Work required » Could the entries below be retyped exactly and in full?

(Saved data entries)
———

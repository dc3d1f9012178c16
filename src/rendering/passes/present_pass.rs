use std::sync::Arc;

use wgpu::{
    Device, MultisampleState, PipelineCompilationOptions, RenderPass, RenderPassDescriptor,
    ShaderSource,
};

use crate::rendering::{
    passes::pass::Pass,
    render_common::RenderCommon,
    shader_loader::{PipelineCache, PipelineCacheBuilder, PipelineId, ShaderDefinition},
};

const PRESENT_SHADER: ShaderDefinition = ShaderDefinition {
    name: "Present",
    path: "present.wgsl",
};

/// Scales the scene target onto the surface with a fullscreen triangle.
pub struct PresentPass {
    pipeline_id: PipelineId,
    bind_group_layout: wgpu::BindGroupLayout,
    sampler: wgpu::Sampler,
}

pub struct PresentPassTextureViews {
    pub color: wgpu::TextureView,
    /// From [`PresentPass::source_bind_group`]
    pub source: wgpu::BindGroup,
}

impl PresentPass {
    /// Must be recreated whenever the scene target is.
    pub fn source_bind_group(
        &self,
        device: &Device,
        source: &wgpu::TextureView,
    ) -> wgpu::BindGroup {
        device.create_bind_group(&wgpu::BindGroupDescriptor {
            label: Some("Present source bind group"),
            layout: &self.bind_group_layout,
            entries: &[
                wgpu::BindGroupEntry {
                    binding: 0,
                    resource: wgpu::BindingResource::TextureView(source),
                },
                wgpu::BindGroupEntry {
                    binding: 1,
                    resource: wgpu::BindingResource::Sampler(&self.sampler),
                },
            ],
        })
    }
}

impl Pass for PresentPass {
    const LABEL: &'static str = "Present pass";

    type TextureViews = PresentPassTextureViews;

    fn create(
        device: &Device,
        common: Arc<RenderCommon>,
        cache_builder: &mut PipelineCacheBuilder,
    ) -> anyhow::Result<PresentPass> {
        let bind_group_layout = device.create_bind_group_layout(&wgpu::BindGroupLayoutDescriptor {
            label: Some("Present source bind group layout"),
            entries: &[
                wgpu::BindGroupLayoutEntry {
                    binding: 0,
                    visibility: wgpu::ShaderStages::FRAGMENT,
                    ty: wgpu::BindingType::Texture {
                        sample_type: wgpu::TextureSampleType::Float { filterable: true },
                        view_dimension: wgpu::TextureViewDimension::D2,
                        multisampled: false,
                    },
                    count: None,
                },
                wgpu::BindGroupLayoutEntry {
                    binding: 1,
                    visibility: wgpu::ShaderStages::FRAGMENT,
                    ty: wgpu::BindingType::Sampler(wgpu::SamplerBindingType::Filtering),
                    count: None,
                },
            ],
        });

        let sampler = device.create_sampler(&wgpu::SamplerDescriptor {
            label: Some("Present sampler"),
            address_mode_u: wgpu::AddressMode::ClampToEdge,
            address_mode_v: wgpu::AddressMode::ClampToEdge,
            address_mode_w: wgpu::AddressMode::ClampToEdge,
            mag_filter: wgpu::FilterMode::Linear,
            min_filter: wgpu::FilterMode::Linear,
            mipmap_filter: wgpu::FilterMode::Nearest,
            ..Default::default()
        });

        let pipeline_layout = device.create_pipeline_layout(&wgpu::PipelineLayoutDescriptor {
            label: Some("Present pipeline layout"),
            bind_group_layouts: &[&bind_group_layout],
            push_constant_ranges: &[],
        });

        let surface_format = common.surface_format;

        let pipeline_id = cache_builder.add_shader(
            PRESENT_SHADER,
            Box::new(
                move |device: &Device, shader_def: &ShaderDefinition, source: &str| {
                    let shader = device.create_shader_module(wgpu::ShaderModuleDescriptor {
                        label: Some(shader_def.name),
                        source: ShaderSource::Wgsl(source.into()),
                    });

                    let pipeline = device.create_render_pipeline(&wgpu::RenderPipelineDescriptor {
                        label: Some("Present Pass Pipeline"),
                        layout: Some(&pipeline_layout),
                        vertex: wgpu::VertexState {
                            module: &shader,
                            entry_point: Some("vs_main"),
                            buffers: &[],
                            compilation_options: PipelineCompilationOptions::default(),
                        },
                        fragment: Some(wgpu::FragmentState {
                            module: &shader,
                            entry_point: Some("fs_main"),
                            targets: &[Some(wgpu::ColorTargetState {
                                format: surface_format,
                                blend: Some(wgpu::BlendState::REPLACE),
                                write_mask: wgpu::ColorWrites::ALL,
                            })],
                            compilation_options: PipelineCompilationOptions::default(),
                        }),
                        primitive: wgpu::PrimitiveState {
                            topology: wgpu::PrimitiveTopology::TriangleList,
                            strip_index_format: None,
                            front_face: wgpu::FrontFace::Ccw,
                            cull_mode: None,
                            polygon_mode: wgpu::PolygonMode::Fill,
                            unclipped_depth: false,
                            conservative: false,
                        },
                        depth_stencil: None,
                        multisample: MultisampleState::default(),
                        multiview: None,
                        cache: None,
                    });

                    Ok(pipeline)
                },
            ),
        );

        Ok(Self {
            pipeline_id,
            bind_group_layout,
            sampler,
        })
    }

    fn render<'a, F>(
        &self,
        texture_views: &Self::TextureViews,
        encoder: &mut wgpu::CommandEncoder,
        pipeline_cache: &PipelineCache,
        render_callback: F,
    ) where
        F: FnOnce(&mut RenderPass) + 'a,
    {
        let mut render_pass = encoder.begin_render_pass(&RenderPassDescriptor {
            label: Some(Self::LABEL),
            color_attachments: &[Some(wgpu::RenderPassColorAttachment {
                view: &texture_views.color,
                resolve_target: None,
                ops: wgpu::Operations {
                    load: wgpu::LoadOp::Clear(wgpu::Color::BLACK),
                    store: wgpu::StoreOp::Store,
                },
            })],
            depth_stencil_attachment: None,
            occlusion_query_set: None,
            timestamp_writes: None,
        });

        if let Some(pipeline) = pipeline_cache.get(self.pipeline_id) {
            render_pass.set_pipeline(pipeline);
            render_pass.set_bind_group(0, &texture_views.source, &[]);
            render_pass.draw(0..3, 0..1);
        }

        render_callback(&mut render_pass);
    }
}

———

Written response »
repository dc3d1f9012178c16
filename src/rendering/passes/present_pass.rs
use std::sync::Arc;

use wgpu::{
    Device, MultisampleState, PipelineCompilationOptions, RenderPass, RenderPassDescriptor,
    ShaderSource,
};

use crate::rendering::{
    passes::pass::Pass,
    render_common::RenderCommon,
    shader_loader::{PipelineCache, PipelineCacheBuilder, PipelineId, ShaderDefinition},
};

const PRESENT_SHADER: ShaderDefinition = ShaderDefinition {
    name: "Present",
    path: "present.wgsl",
};

/// Scales the scene target onto the surface with a fullscreen triangle.
pub struct PresentPass {
    pipeline_id: PipelineId,
    bind_group_layout: wgpu::BindGroupLayout,
    sampler: wgpu::Sampler,
}

pub struct PresentPassTextureViews {
    pub color: wgpu::TextureView,
    /// From [`PresentPass::source_bind_group`]
    pub source: wgpu::BindGroup,
}

impl PresentPass {
    /// Must be recreated whenever the scene target is.
    pub fn source_bind_group(
        &self,
        device: &Device,
        source: &wgpu::TextureView,
    ) -> wgpu::BindGroup {
        device.create_bind_group(&wgpu::BindGroupDescriptor {
            label: Some("Present source bind group"),
            layout: &self.bind_group_layout,
            entries: &[
                wgpu::BindGroupEntry {
                    binding: 0,
                    resource: wgpu::BindingResource::TextureView(source),
                },
                wgpu::BindGroupEntry {
                    binding: 1,
                    resource: wgpu::BindingResource::Sampler(&self.sampler),
                },
            ],
        })
    }
}

impl Pass for PresentPass {
    const LABEL: &'static str = "Present pass";

    type TextureViews = PresentPassTextureViews;

    fn create(
        device: &Device,
        common: Arc<RenderCommon>,
        cache_builder: &mut PipelineCacheBuilder,
    ) -> anyhow::Result<PresentPass> {
        let bind_group_layout = device.create_bind_group_layout(&wgpu::BindGroupLayoutDescriptor {
            label: Some("Present source bind group layout"),
            entries: &[
                wgpu::BindGroupLayoutEntry {
                    binding: 0,
                    visibility: wgpu::ShaderStages::FRAGMENT,
                    ty: wgpu::BindingType::Texture {
                        sample_type: wgpu::TextureSampleType::Float { filterable: true },
                        view_dimension: wgpu::TextureViewDimension::D2,
                        multisampled: false,
                    },
                    count: None,
                },
                wgpu::BindGroupLayoutEntry {
                    binding: 1,
                    visibility: wgpu::ShaderStages::FRAGMENT,
                    ty: wgpu::BindingType::Sampler(wgpu::SamplerBindingType::Filtering),
                    count: None,
                },
            ],
        });

        let sampler = device.create_sampler(&wgpu::SamplerDescriptor {
            label: Some("Present sampler"),
            address_mode_u: wgpu::AddressMode::ClampToEdge,
            address_mode_v: wgpu::AddressMode::ClampToEdge,
            address_mode_w: wgpu::AddressMode::ClampToEdge,
            mag_filter: wgpu::FilterMode::Linear,
            min_filter: wgpu::FilterMode::Linear,
            mipmap_filter: wgpu::FilterMode::Nearest,
            ..Default::default()
        });

        let pipeline_layout = device.create_pipeline_layout(&wgpu::PipelineLayoutDescriptor {
            label: Some("Present pipeline layout"),
            bind_group_layouts: &[&bind_group_layout],
            push_constant_ranges: &[],
        });

        let surface_format = common.surface_format;

        let pipeline_id = cache_builder.add_shader(
            PRESENT_SHADER,
            Box::new(
                move |device: &Device, shader_def: &ShaderDefinition, source: &str| {
                    let shader = device.create_shader_module(wgpu::ShaderModuleDescriptor {
                        label: Some(shader_def.name),
                        source: ShaderSource::Wgsl(source.into()),
                    });

                    let pipeline = device.create_render_pipeline(&wgpu::RenderPipelineDescriptor {
                        label: Some("Present Pass Pipeline"),
                        layout: Some(&pipeline_layout),
                        vertex: wgpu::VertexState {
                            module: &shader,
                            entry_point: Some("vs_main"),
                            buffers: &[],
                            compilation_options: PipelineCompilationOptions::default(),
                        },
                        fragment: Some(wgpu::FragmentState {
                            module: &shader,
                            entry_point: Some("fs_main"),
                            targets: &[Some(wgpu::ColorTargetState {
                                format: surface_format,
                                blend: Some(wgpu::BlendState::REPLACE),
                                write_mask: wgpu::ColorWrites::ALL,
                            })],
                            compilation_options: PipelineCompilationOptions::default(),
                        }),
                        primitive: wgpu::PrimitiveState {
                            topology: wgpu::PrimitiveTopology::TriangleList,
                            strip_index_format: None,
                            front_face: wgpu::FrontFace::Ccw,
                            cull_mode: None,
                            polygon_mode: wgpu::PolygonMode::Fill,
                            unclipped_depth: false,
                            conservative: false,
                        },
                        depth_stencil: None,
                        multisample: MultisampleState::default(),
                        multiview: None,
                        cache: None,
                    });

                    Ok(pipeline)
                },
            ),
        );

        Ok(Self {
            pipeline_id,
            bind_group_layout,
            sampler,
        })
    }

    fn render<'a, F>(
        &self,
        texture_views: &Self::TextureViews,
        encoder: &mut wgpu::CommandEncoder,
        pipeline_cache: &PipelineCache,
        render_callback: F,
    ) where
        F: FnOnce(&mut RenderPass) + 'a,
    {
        let mut render_pass = encoder.begin_render_pass(&RenderPassDescriptor {
            label: Some(Self::LABEL),
            color_attachments: &[Some(wgpu::RenderPassColorAttachment {
                view: &texture_views.color,
                resolve_target: None,
                ops: wgpu::Operations {
                    load: wgpu::LoadOp::Clear(wgpu::Color::BLACK),
                    store: wgpu::StoreOp::Store,
                },
            })],
            depth_stencil_attachment: None,
            occlusion_query_set: None,
            timestamp_writes: None,
        });

        if let Some(pipeline) = pipeline_cache.get(self.pipeline_id) {
            render_pass.set_pipeline(pipeline);
            render_pass.set_bind_group(0, &texture_views.source, &[]);
            render_pass.draw(0..3, 0..1);
        }

        render_callback(&mut render_pass);
    }
}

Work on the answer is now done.